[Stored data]
________
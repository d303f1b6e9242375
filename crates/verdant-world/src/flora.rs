//! Forest flora placement.
//!
//! Passes run in a fixed order: trees, bushes, single flowers, ferns,
//! mushrooms, tall grass. Each pass only writes cells that are still `Air`
//! in its target layer, so a later pass sees everything earlier passes
//! placed and backs off without explicit conflict resolution.
//!
//! A feature whose footprint would leave the chunk is dropped entirely; no
//! pass reads or writes across a chunk boundary.

use serde::{Deserialize, Serialize};
use verdant_common::{ChunkCoord, Layer, TileId};

use crate::chunk::ChunkData;
use crate::noise::NoiseSource;

/// Noise channel indices, offset from the world seed.
mod channels {
    pub const TREE: u32 = 2;
    pub const TREE_SHAPE: u32 = 3;
    pub const BUSH: u32 = 4;
    pub const BUSH_SHAPE: u32 = 5;
    pub const FLOWER: u32 = 6;
    pub const FERN: u32 = 7;
    pub const MUSHROOM: u32 = 8;
    pub const TALL_GRASS: u32 = 9;
}

/// Where a flora channel is sampled: `(gx * frequency, chunk_y + offset)`.
///
/// Offsets are non-integer so samples never land on Perlin lattice points.
#[derive(Debug, Clone, Copy)]
struct Probe {
    frequency: f64,
    offset: f64,
}

impl Probe {
    const fn new(frequency: f64, offset: f64) -> Self {
        Self { frequency, offset }
    }
}

const TREE_GATE: Probe = Probe::new(0.37, 0.37);
const TREE_HEIGHT: Probe = Probe::new(0.91, 0.71);
const BUSH_GATE: Probe = Probe::new(0.43, 0.53);
const BUSH_WIDTH: Probe = Probe::new(0.83, 0.19);
const BUSH_HEIGHT: Probe = Probe::new(0.83, 0.61);
const BUSH_VARIANT: Probe = Probe::new(1.27, 0.29);
const FLOWER_GATE: Probe = Probe::new(0.59, 0.41);
const FLOWER_VARIANT: Probe = Probe::new(1.31, 0.77);
const FERN_GATE: Probe = Probe::new(0.67, 0.23);
const FERN_VARIANT: Probe = Probe::new(1.19, 0.89);
const MUSHROOM_GATE: Probe = Probe::new(0.71, 0.47);
const MUSHROOM_VARIANT: Probe = Probe::new(1.37, 0.13);
const TALL_GRASS_GATE: Probe = Probe::new(0.53, 0.31);

/// Flora placement parameters.
#[derive(Debug, Clone, PartialEq, Serialize, Deserialize)]
#[serde(default)]
pub struct FloraParams {
    /// Tree gate threshold (-1.0 to 1.0, higher = fewer trees).
    pub tree_threshold: f64,
    /// Shortest trunk in tiles.
    pub tree_min_height: u32,
    /// Tallest trunk in tiles.
    pub tree_max_height: u32,
    /// Bush gate threshold.
    pub bush_threshold: f64,
    /// Chance of a side branch per bush row and side (0.0-1.0).
    pub bush_branch_chance: f64,
    /// Chance a bush core cell becomes a flower accent (0.0-1.0).
    pub bush_flower_chance: f64,
    /// Single flower gate threshold.
    pub flower_threshold: f64,
    /// Fern gate threshold.
    pub fern_threshold: f64,
    /// Mushroom gate threshold.
    pub mushroom_threshold: f64,
    /// Tall grass gate threshold.
    pub tall_grass_threshold: f64,
    /// Tall grass grows two tiles when the gate exceeds the threshold by this much.
    pub tall_grass_double_margin: f64,
}

impl Default for FloraParams {
    fn default() -> Self {
        Self {
            tree_threshold: 0.35,
            tree_min_height: 4,
            tree_max_height: 7,
            bush_threshold: 0.3,
            bush_branch_chance: 0.35,
            bush_flower_chance: 0.2,
            flower_threshold: 0.25,
            fern_threshold: 0.3,
            mushroom_threshold: 0.4,
            tall_grass_threshold: 0.1,
            tall_grass_double_margin: 0.15,
        }
    }
}

/// Flora pass, in execution order.
#[derive(Debug, Clone, Copy, PartialEq, Eq, Hash, PartialOrd, Ord, Serialize, Deserialize)]
pub enum FloraPass {
    /// Trunks in ground plus a 3×3 foliage blob in canopy
    Tree,
    /// Multi-cell bushes with branches and flower accents
    Bush,
    /// Single red or yellow flowers
    Flower,
    /// Fern base with a frond on top
    Fern,
    /// Mushroom stem with a cap on top
    Mushroom,
    /// One or two tiles of tall grass
    TallGrass,
}

/// One tile written by a flora pass.
#[derive(Debug, Clone, Copy, PartialEq, Eq, Serialize, Deserialize)]
pub struct Placement {
    /// Pass that wrote the tile
    pub pass: FloraPass,
    /// Layer written
    pub layer: Layer,
    /// Local X
    pub x: u32,
    /// Local Y
    pub y: u32,
    /// Tile written
    pub tile: TileId,
}

/// Gate and shape noise for every flora pass.
#[derive(Debug, Clone)]
pub(crate) struct FloraNoise {
    tree: NoiseSource,
    tree_shape: NoiseSource,
    bush: NoiseSource,
    bush_shape: NoiseSource,
    flower: NoiseSource,
    fern: NoiseSource,
    mushroom: NoiseSource,
    tall_grass: NoiseSource,
}

impl FloraNoise {
    pub(crate) fn new(seed: u32) -> Self {
        Self {
            tree: NoiseSource::channel(seed, channels::TREE),
            tree_shape: NoiseSource::channel(seed, channels::TREE_SHAPE),
            bush: NoiseSource::channel(seed, channels::BUSH),
            bush_shape: NoiseSource::channel(seed, channels::BUSH_SHAPE),
            flower: NoiseSource::channel(seed, channels::FLOWER),
            fern: NoiseSource::channel(seed, channels::FERN),
            mushroom: NoiseSource::channel(seed, channels::MUSHROOM),
            tall_grass: NoiseSource::channel(seed, channels::TALL_GRASS),
        }
    }
}

/// Runs the flora passes over one freshly generated chunk.
pub(crate) struct FloraPlanter<'a> {
    pub(crate) noise: &'a FloraNoise,
    pub(crate) params: &'a FloraParams,
    pub(crate) coord: ChunkCoord,
    /// Global X of the chunk's first column
    pub(crate) origin_x: i64,
    /// Surface row of each column relative to the chunk's top row
    pub(crate) local_surface: &'a [i64],
}

impl FloraPlanter<'_> {
    /// Plants every pass in order and returns the placement log.
    pub(crate) fn plant(&self, chunk: &mut ChunkData, rng_seed: u64) -> Vec<Placement> {
        let mut canvas = Canvas {
            chunk,
            log: Vec::new(),
        };
        let mut rng = fastrand::Rng::with_seed(rng_seed);

        self.plant_trees(&mut canvas);
        self.plant_bushes(&mut canvas, &mut rng);
        self.plant_flowers(&mut canvas);
        self.plant_ferns(&mut canvas);
        self.plant_mushrooms(&mut canvas);
        self.plant_tall_grass(&mut canvas);

        canvas.log
    }

    fn sample(&self, source: &NoiseSource, gx: i64, probe: Probe) -> f64 {
        source.sample(
            gx as f64 * probe.frequency,
            f64::from(self.coord.y) + probe.offset,
        )
    }

    fn sample01(&self, source: &NoiseSource, gx: i64, probe: Probe) -> f64 {
        source.sample01(
            gx as f64 * probe.frequency,
            f64::from(self.coord.y) + probe.offset,
        )
    }

    /// Columns whose surface row lies inside this chunk, with that row.
    fn surface_columns(&self, height: u32) -> impl Iterator<Item = (i64, i64)> + '_ {
        self.local_surface
            .iter()
            .enumerate()
            .filter(move |&(_, &row)| row >= 0 && row < i64::from(height))
            .map(|(x, &row)| (x as i64, row))
    }

    fn plant_trees(&self, canvas: &mut Canvas<'_>) {
        let params = self.params;
        let span = params.tree_max_height.saturating_sub(params.tree_min_height) + 1;
        for (x, surface) in self.surface_columns(canvas.height()) {
            let gx = self.origin_x + x;
            if self.sample(&self.noise.tree, gx, TREE_GATE) <= params.tree_threshold {
                continue;
            }

            let roll = self.sample01(&self.noise.tree_shape, gx, TREE_HEIGHT);
            let height = (params.tree_min_height + (roll * f64::from(span)).floor() as u32)
                .min(params.tree_max_height);
            let top = surface - i64::from(height);
            let crown_y = top - 2;

            if !canvas.in_bounds(x - 1, crown_y - 1) || !canvas.in_bounds(x + 1, crown_y + 1) {
                continue;
            }
            if !(top..surface).all(|y| canvas.is_air(Layer::Ground, x, y)) {
                continue;
            }

            for y in (top..surface).rev() {
                canvas.place(FloraPass::Tree, Layer::Ground, x, y, TileId::TreeTrunk);
            }
            for y in crown_y - 1..=crown_y + 1 {
                for fx in x - 1..=x + 1 {
                    if canvas.is_air(Layer::Canopy, fx, y) {
                        canvas.place(FloraPass::Tree, Layer::Canopy, fx, y, TileId::TreeFoliage);
                    }
                }
            }
        }
    }

    fn plant_bushes(&self, canvas: &mut Canvas<'_>, rng: &mut fastrand::Rng) {
        let params = self.params;
        for (x, surface) in self.surface_columns(canvas.height()) {
            let gx = self.origin_x + x;
            if self.sample(&self.noise.bush, gx, BUSH_GATE) <= params.bush_threshold {
                continue;
            }

            let width = 1 + ((self.sample01(&self.noise.bush_shape, gx, BUSH_WIDTH) * 3.0).floor()
                as i64)
                .min(2);
            let height = 1 + ((self.sample01(&self.noise.bush_shape, gx, BUSH_HEIGHT) * 2.0)
                .floor() as i64)
                .min(1);
            let rows = surface - height..surface;
            let columns = x..x + width;

            let footprint_clear = rows
                .clone()
                .all(|y| columns.clone().all(|cx| canvas.fits_low_flora(cx, y)));
            if !footprint_clear {
                continue;
            }

            let core = if self.sample(&self.noise.bush_shape, gx, BUSH_VARIANT) >= 0.0 {
                TileId::BushCoreGreen
            } else {
                TileId::BushCoreLightGreen
            };

            let mut plan = Vec::new();
            for y in rows.clone() {
                if rng.f64() < params.bush_branch_chance && canvas.fits_low_flora(x - 1, y) {
                    plan.push((x - 1, y, TileId::BushBranchLeft));
                }
                if rng.f64() < params.bush_branch_chance && canvas.fits_low_flora(x + width, y) {
                    plan.push((x + width, y, TileId::BushBranchRight));
                }
            }
            for y in rows {
                for cx in columns.clone() {
                    let tile = if rng.f64() < params.bush_flower_chance {
                        if rng.bool() {
                            TileId::BushFlowerRed
                        } else {
                            TileId::BushFlowerYellow
                        }
                    } else {
                        core
                    };
                    plan.push((cx, y, tile));
                }
            }

            for (px, py, tile) in plan {
                canvas.place(FloraPass::Bush, Layer::LowFlora, px, py, tile);
            }
        }
    }

    fn plant_flowers(&self, canvas: &mut Canvas<'_>) {
        for (x, surface) in self.surface_columns(canvas.height()) {
            let gx = self.origin_x + x;
            if self.sample(&self.noise.flower, gx, FLOWER_GATE) <= self.params.flower_threshold {
                continue;
            }
            let tile = if self.sample(&self.noise.flower, gx, FLOWER_VARIANT) >= 0.0 {
                TileId::FlowerRed
            } else {
                TileId::FlowerYellow
            };
            canvas.place_stack(FloraPass::Flower, x, surface, &[tile]);
        }
    }

    fn plant_ferns(&self, canvas: &mut Canvas<'_>) {
        for (x, surface) in self.surface_columns(canvas.height()) {
            let gx = self.origin_x + x;
            if self.sample(&self.noise.fern, gx, FERN_GATE) <= self.params.fern_threshold {
                continue;
            }
            let frond = if self.sample(&self.noise.fern, gx, FERN_VARIANT) >= 0.0 {
                TileId::FernFrondLeft
            } else {
                TileId::FernFrondRight
            };
            canvas.place_stack(FloraPass::Fern, x, surface, &[TileId::FernBase, frond]);
        }
    }

    fn plant_mushrooms(&self, canvas: &mut Canvas<'_>) {
        for (x, surface) in self.surface_columns(canvas.height()) {
            let gx = self.origin_x + x;
            if self.sample(&self.noise.mushroom, gx, MUSHROOM_GATE)
                <= self.params.mushroom_threshold
            {
                continue;
            }
            let cap = if self.sample(&self.noise.mushroom, gx, MUSHROOM_VARIANT) >= 0.0 {
                TileId::MushroomRedCap
            } else {
                TileId::MushroomBrownCap
            };
            canvas.place_stack(
                FloraPass::Mushroom,
                x,
                surface,
                &[TileId::MushroomStem, cap],
            );
        }
    }

    fn plant_tall_grass(&self, canvas: &mut Canvas<'_>) {
        let threshold = self.params.tall_grass_threshold;
        for (x, surface) in self.surface_columns(canvas.height()) {
            let gx = self.origin_x + x;
            let gate = self.sample(&self.noise.tall_grass, gx, TALL_GRASS_GATE);
            if gate <= threshold {
                continue;
            }
            if gate > threshold + self.params.tall_grass_double_margin {
                canvas.place_stack(
                    FloraPass::TallGrass,
                    x,
                    surface,
                    &[TileId::TallGrassBase, TileId::TallGrassTop],
                );
            } else {
                canvas.place_stack(FloraPass::TallGrass, x, surface, &[TileId::TallGrassBase]);
            }
        }
    }
}

/// Chunk being decorated plus the log of every write.
struct Canvas<'a> {
    chunk: &'a mut ChunkData,
    log: Vec<Placement>,
}

impl Canvas<'_> {
    fn height(&self) -> u32 {
        self.chunk.layer(Layer::Ground).height()
    }

    fn in_bounds(&self, x: i64, y: i64) -> bool {
        self.chunk.layer(Layer::Ground).in_bounds(x, y)
    }

    /// False outside the chunk.
    fn is_air(&self, layer: Layer, x: i64, y: i64) -> bool {
        self.chunk
            .layer(layer)
            .get_signed(x, y)
            .is_some_and(TileId::is_air)
    }

    /// Low flora may go here: inside the chunk, empty, on walkable ground.
    fn fits_low_flora(&self, x: i64, y: i64) -> bool {
        self.is_air(Layer::LowFlora, x, y)
            && self
                .chunk
                .layer(Layer::Ground)
                .get_signed(x, y)
                .is_some_and(TileId::is_walkable)
    }

    /// Places `tiles` bottom-up in column `x` directly on the surface row.
    /// Places nothing unless every cell fits.
    fn place_stack(&mut self, pass: FloraPass, x: i64, surface: i64, tiles: &[TileId]) {
        let on_surface = self
            .chunk
            .layer(Layer::Ground)
            .get_signed(x, surface)
            .is_some_and(TileId::is_surface);
        if !on_surface {
            return;
        }
        let rows = (1..=tiles.len() as i64).map(|i| surface - i);
        if !rows.clone().all(|y| self.fits_low_flora(x, y)) {
            return;
        }
        for (y, &tile) in rows.zip(tiles) {
            self.place(pass, Layer::LowFlora, x, y, tile);
        }
    }

    fn place(&mut self, pass: FloraPass, layer: Layer, x: i64, y: i64, tile: TileId) {
        debug_assert!(self.is_air(layer, x, y), "flora overwrite at ({x}, {y})");
        let (x, y) = (x as u32, y as u32);
        if self.chunk.layer_mut(layer).set(x, y, tile) {
            self.log.push(Placement {
                pass,
                layer,
                x,
                y,
                tile,
            });
        }
    }
}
________
WORK TASK => Up to and including the line with "mushrooms, tall grass.", repeat the data exactly, starting from its first line; nothing else belongs in the response.

RESULT OF THE EXERCISE =>
repository d303f1b6e9242375
filename crates/verdant-world/src/flora.rs
//! Forest flora placement.
//!
//! Passes run in a fixed order: trees, bushes, single flowers, ferns,
//! mushrooms, tall grass. Each pass only writes cells that are still `Air`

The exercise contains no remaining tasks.